Each line in the entries that has the word "AlertError" has to be copied.

EXTRACTED ENTRIES:
* * *

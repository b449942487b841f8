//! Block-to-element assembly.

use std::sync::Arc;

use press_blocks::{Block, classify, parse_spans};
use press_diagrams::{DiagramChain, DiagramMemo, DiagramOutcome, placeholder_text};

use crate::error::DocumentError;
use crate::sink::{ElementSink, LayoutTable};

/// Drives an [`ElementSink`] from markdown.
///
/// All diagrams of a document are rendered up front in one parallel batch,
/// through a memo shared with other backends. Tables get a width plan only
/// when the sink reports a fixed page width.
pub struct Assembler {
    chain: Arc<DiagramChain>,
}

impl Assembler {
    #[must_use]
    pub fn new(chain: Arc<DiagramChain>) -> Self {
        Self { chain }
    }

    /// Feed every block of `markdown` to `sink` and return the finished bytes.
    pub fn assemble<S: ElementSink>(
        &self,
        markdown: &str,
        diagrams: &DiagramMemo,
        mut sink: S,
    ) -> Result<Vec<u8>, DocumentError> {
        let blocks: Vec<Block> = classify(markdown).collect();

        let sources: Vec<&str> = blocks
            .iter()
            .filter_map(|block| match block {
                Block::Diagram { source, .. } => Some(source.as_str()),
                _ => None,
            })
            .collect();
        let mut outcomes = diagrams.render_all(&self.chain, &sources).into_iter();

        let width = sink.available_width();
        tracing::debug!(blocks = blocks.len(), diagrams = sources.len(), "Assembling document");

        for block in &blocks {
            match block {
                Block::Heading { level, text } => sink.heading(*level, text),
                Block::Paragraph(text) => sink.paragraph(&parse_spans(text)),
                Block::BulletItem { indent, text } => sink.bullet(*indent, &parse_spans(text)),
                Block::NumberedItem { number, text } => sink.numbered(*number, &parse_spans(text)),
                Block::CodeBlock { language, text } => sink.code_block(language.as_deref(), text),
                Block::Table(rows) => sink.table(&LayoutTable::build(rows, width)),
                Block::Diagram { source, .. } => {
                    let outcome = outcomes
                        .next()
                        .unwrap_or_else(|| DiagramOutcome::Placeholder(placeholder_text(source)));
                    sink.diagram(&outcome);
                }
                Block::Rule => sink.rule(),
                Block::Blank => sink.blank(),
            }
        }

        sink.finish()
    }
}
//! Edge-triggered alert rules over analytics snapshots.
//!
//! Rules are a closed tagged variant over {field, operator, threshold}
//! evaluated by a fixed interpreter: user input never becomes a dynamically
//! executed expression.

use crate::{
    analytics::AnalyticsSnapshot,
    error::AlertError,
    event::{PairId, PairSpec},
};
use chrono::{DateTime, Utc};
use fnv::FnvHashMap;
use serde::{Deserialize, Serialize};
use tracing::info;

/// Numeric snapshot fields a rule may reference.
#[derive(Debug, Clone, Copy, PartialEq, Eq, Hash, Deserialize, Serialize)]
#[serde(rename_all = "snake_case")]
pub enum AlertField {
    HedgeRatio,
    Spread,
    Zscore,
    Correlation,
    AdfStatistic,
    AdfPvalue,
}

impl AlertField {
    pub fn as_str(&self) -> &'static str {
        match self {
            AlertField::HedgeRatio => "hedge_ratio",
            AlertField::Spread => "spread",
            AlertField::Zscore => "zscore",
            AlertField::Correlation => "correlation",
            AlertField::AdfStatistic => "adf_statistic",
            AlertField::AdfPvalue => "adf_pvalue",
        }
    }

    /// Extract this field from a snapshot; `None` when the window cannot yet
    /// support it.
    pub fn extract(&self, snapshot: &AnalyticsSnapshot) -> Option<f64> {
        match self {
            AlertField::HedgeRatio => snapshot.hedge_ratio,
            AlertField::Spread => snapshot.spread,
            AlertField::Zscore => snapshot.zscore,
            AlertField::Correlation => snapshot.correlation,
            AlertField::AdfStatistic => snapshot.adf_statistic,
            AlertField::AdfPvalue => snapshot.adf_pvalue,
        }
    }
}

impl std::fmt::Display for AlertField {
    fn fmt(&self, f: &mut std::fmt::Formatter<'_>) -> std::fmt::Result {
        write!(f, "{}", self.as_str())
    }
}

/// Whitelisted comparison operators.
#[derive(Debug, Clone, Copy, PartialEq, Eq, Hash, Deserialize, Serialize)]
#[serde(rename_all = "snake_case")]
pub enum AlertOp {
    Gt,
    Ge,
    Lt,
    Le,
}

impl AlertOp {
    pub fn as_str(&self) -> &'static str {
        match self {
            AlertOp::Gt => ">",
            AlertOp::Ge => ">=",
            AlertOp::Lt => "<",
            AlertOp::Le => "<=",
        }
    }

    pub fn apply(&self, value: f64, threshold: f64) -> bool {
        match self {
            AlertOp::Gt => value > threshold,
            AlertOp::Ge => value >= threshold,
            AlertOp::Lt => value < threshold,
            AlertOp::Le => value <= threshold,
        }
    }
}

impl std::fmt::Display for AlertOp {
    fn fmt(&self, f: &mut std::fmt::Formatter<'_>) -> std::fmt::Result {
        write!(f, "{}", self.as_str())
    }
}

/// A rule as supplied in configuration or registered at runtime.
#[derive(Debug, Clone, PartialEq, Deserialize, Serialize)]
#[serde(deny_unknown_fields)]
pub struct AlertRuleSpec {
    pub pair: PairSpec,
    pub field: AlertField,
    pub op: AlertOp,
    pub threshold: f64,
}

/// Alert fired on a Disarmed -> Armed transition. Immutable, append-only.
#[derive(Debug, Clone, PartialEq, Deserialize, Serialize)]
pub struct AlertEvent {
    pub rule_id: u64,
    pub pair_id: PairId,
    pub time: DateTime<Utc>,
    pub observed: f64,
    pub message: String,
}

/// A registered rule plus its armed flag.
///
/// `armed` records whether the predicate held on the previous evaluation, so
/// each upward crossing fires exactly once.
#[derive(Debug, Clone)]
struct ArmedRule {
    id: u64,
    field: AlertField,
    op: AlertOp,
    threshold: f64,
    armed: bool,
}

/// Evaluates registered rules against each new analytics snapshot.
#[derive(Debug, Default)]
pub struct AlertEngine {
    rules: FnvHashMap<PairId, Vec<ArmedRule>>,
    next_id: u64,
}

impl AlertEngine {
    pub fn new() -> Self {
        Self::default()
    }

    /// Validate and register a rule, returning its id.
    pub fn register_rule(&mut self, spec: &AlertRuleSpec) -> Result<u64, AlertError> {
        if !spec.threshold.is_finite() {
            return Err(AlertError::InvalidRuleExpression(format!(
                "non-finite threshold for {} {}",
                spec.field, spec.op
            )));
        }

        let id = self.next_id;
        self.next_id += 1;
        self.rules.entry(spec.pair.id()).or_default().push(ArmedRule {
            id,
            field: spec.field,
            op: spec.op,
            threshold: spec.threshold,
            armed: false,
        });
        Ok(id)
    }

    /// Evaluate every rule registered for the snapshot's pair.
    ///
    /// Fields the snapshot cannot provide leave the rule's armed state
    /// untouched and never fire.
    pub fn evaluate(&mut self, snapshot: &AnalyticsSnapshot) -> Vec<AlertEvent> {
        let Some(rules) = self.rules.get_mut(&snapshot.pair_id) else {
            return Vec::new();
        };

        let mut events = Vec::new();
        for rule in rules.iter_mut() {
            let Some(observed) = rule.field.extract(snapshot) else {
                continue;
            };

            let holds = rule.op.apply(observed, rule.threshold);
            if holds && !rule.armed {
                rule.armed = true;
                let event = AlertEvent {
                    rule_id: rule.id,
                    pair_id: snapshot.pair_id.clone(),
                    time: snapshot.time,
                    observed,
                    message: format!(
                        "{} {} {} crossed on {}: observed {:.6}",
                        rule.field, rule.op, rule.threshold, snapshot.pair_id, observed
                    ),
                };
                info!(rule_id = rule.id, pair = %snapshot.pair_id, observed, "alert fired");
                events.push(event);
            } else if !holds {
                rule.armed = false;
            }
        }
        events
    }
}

* * *

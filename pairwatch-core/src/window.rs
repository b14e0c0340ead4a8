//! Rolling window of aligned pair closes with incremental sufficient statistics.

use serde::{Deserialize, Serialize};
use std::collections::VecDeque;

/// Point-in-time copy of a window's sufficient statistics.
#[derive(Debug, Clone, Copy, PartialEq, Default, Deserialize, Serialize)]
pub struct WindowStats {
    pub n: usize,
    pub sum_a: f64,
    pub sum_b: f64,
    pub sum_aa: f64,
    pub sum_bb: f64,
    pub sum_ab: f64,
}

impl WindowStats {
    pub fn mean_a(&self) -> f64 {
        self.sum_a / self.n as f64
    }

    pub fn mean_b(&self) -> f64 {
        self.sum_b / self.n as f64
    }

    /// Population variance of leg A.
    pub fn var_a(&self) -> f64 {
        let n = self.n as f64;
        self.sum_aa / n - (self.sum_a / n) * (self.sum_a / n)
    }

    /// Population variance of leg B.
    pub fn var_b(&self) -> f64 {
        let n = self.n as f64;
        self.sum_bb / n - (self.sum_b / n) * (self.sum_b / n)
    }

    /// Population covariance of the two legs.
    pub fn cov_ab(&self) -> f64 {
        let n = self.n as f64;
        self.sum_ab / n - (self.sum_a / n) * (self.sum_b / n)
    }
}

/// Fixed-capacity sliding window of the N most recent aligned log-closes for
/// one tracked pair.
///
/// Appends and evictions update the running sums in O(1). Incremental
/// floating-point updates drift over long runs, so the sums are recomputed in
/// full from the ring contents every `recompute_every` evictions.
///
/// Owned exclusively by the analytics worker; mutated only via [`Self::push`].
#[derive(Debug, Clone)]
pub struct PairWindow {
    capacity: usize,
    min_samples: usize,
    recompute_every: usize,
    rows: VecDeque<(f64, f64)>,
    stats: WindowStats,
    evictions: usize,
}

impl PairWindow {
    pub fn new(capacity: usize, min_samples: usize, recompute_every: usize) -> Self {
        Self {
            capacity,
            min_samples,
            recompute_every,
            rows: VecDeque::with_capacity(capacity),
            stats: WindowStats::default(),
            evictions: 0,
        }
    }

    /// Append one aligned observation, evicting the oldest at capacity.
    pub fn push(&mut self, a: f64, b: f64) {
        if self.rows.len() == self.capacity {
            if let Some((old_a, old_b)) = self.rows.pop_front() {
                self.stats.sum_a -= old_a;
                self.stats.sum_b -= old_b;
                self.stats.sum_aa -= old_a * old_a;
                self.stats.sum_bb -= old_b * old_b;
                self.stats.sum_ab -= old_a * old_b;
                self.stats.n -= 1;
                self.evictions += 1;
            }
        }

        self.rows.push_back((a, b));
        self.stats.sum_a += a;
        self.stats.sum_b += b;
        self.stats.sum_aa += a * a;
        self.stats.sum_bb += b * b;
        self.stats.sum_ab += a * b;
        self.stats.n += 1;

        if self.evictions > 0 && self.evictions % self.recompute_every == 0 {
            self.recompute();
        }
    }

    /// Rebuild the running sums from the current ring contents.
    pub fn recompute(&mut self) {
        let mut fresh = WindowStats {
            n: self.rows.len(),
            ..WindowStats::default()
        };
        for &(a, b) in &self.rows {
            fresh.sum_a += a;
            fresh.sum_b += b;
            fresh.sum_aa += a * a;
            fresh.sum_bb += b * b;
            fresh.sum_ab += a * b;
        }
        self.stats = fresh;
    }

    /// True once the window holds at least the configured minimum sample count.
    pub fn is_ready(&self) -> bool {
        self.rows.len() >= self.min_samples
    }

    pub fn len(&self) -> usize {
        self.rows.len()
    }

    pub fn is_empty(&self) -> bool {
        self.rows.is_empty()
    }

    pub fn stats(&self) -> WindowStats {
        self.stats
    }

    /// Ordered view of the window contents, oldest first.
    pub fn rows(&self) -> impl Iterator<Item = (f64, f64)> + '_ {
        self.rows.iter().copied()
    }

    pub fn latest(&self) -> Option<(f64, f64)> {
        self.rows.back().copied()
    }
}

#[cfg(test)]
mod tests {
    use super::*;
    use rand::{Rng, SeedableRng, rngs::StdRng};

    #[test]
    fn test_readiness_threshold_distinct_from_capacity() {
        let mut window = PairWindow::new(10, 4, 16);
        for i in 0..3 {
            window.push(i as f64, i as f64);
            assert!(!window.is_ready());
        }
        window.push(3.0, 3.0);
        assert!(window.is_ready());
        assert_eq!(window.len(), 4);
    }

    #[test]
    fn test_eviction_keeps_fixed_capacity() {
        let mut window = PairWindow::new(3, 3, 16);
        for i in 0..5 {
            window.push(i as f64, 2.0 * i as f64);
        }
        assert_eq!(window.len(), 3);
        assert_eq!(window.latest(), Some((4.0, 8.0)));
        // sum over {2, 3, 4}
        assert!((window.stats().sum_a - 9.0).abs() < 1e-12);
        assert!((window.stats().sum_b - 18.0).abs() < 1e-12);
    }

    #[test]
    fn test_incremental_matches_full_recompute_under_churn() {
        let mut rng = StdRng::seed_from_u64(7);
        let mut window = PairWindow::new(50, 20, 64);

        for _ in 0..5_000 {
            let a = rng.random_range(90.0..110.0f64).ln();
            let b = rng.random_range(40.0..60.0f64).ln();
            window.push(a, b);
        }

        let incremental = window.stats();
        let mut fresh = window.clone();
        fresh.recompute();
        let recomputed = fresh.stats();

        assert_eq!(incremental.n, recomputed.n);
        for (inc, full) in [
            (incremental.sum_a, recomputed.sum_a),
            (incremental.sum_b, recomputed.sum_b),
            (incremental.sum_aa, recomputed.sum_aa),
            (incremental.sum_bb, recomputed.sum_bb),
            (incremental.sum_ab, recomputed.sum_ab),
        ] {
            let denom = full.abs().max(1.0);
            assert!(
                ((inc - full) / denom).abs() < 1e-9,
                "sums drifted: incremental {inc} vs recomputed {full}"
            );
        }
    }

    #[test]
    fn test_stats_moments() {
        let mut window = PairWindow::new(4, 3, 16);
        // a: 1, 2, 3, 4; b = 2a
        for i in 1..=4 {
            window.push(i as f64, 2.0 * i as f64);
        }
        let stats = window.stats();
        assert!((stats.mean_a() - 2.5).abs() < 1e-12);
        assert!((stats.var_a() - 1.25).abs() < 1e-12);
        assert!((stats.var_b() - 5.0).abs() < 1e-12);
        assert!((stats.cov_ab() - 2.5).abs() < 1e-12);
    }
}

* * *

EXERCISE RESULT:
    error::AlertError,
    pub fn register_rule(&mut self, spec: &AlertRuleSpec) -> Result<u64, AlertError> {
            return Err(AlertError::InvalidRuleExpression(format!(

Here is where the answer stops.